### PROBLEM
A bare number is the expected answer: the count of lines in the records that contain the word "format".

Collected data:
********

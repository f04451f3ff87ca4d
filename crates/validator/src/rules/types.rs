//! Type rules.

use super::ensure_plain;
use crate::error::RuleResult;
use crate::rule::{Check, RuleContext};
use crate::value::Value;

/// Arrays and objects.
#[derive(Debug, Clone, Copy, Default, PartialEq, Eq)]
pub struct Array;

impl Check for Array {
    fn check(&self, ctx: &RuleContext<'_>) -> RuleResult {
        if ctx.is_null() {
            return Ok(());
        }
        ensure_plain(ctx.value_or_null().is_container())
    }
}

/// Booleans only; `"true"` or `1` are not booleans.
#[derive(Debug, Clone, Copy, Default, PartialEq, Eq)]
pub struct Boolean;

impl Check for Boolean {
    fn check(&self, ctx: &RuleContext<'_>) -> RuleResult {
        if ctx.is_null() {
            return Ok(());
        }
        ensure_plain(ctx.value_or_null().as_bool().is_some())
    }
}

/// Numbers and numeric strings.
#[derive(Debug, Clone, Copy, Default, PartialEq, Eq)]
pub struct Numeric;

impl Check for Numeric {
    fn check(&self, ctx: &RuleContext<'_>) -> RuleResult {
        if ctx.is_null() {
            return Ok(());
        }
        ensure_plain(ctx.value_or_null().numeric().is_some())
    }
}

/// Integral numbers and integer strings (`"42"`, `"-7"`, `"+3"`).
#[derive(Debug, Clone, Copy, Default, PartialEq, Eq)]
pub struct Integer;

impl Check for Integer {
    fn check(&self, ctx: &RuleContext<'_>) -> RuleResult {
        if ctx.is_null() {
            return Ok(());
        }
        ensure_plain(is_integer(ctx.value_or_null()))
    }
}

fn is_integer(value: &Value) -> bool {
    match value {
        Value::Number(n) => n.is_i64() || n.is_u64() || n.as_f64().is_some_and(|f| f.fract() == 0.0),
        Value::String(s) => s.trim().parse::<i64>().is_ok(),
        _ => false,
    }
}
//! String format rules.

use std::sync::LazyLock;

use super::{ensure, ensure_plain, joined_param};
use crate::error::{ConfigError, Failure, RuleResult};
use crate::rule::{Check, RuleContext};

static ALPHA_REGEX: LazyLock<regex::Regex> =
    LazyLock::new(|| regex::Regex::new(r"(?i)^[a-z]+$").expect("alpha pattern is valid"));

static ALPHANUM_REGEX: LazyLock<regex::Regex> =
    LazyLock::new(|| regex::Regex::new(r"(?i)^[a-z0-9]+$").expect("alphanum pattern is valid"));

static SLUG_REGEX: LazyLock<regex::Regex> =
    LazyLock::new(|| regex::Regex::new(r"(?i)^[-a-z0-9_]+$").expect("slug pattern is valid"));

/// Runs `pattern` over the textual form of the value (strings and numbers);
/// other values never match.
fn match_text(ctx: &RuleContext<'_>, pattern: &regex::Regex) -> Option<bool> {
    if ctx.is_null() {
        return None;
    }
    Some(
        ctx.value_or_null()
            .as_text()
            .is_some_and(|text| pattern.is_match(&text)),
    )
}

// ============================================================================
// CHARACTER CLASSES
// ============================================================================

/// ASCII letters only.
#[derive(Debug, Clone, Copy, Default, PartialEq, Eq)]
pub struct Alpha;

impl Check for Alpha {
    fn check(&self, ctx: &RuleContext<'_>) -> RuleResult {
        match_text(ctx, &ALPHA_REGEX).map_or(Ok(()), ensure_plain)
    }
}

/// ASCII letters and digits only.
#[derive(Debug, Clone, Copy, Default, PartialEq, Eq)]
pub struct AlphaNum;

impl Check for AlphaNum {
    fn check(&self, ctx: &RuleContext<'_>) -> RuleResult {
        match_text(ctx, &ALPHANUM_REGEX).map_or(Ok(()), ensure_plain)
    }
}

/// ASCII letters, digits, dashes and underscores.
#[derive(Debug, Clone, Copy, Default, PartialEq, Eq)]
pub struct Slug;

impl Check for Slug {
    fn check(&self, ctx: &RuleContext<'_>) -> RuleResult {
        match_text(ctx, &SLUG_REGEX).map_or(Ok(()), ensure_plain)
    }
}

// ============================================================================
// REGEX
// ============================================================================

/// Matches a user supplied pattern.
///
/// The pattern is either a raw regular expression or delimited as
/// `/pattern/flags` with flags among `i`, `m`, `s`, `x` and `u` (the last is
/// accepted and ignored, matching is always Unicode aware).
#[derive(Debug, Clone)]
pub struct Regex {
    source: String,
    pattern: regex::Regex,
}

impl Regex {
    /// Compiles `source`.
    ///
    /// # Errors
    ///
    /// [`ConfigError::InvalidParameter`] for unknown flags or a pattern that
    /// does not compile.
    pub fn new(source: impl Into<String>) -> Result<Self, ConfigError> {
        let source = source.into();
        let pattern = regex::Regex::new(&translate_delimited(&source)?)
            .map_err(|err| ConfigError::invalid_parameter("regex", err.to_string()))?;
        Ok(Self { source, pattern })
    }

    /// Builds the rule from its parameters; commas inside the pattern are
    /// restored.
    pub fn from_params(params: &[String]) -> Result<Self, ConfigError> {
        Self::new(joined_param("regex", params)?)
    }

    pub fn source(&self) -> &str {
        &self.source
    }
}

impl Check for Regex {
    fn check(&self, ctx: &RuleContext<'_>) -> RuleResult {
        match_text(ctx, &self.pattern).map_or(Ok(()), |ok| {
            ensure(ok, || {
                Failure::new().with_param("pattern", self.source.clone())
            })
        })
    }
}

/// Turns `/pattern/flags` into `(?flags)pattern`; anything else is taken as
/// a raw pattern.
fn translate_delimited(source: &str) -> Result<String, ConfigError> {
    let Some(body) = source.strip_prefix('/') else {
        return Ok(source.to_owned());
    };
    let Some(end) = body.rfind('/') else {
        return Ok(source.to_owned());
    };

    let (pattern, flags) = (&body[..end], &body[end + 1..]);
    let mut inline = String::new();
    for flag in flags.chars() {
        match flag {
            'i' | 'm' | 's' | 'x' => inline.push(flag),
            'u' => {}
            other => {
                return Err(ConfigError::invalid_parameter(
                    "regex",
                    format!("unsupported pattern flag '{other}'"),
                ));
            }
        }
    }

    Ok(if inline.is_empty() {
        pattern.to_owned()
    } else {
        format!("(?{inline}){pattern}")
    })
}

********

### RESULT OF THE EXERCISE
3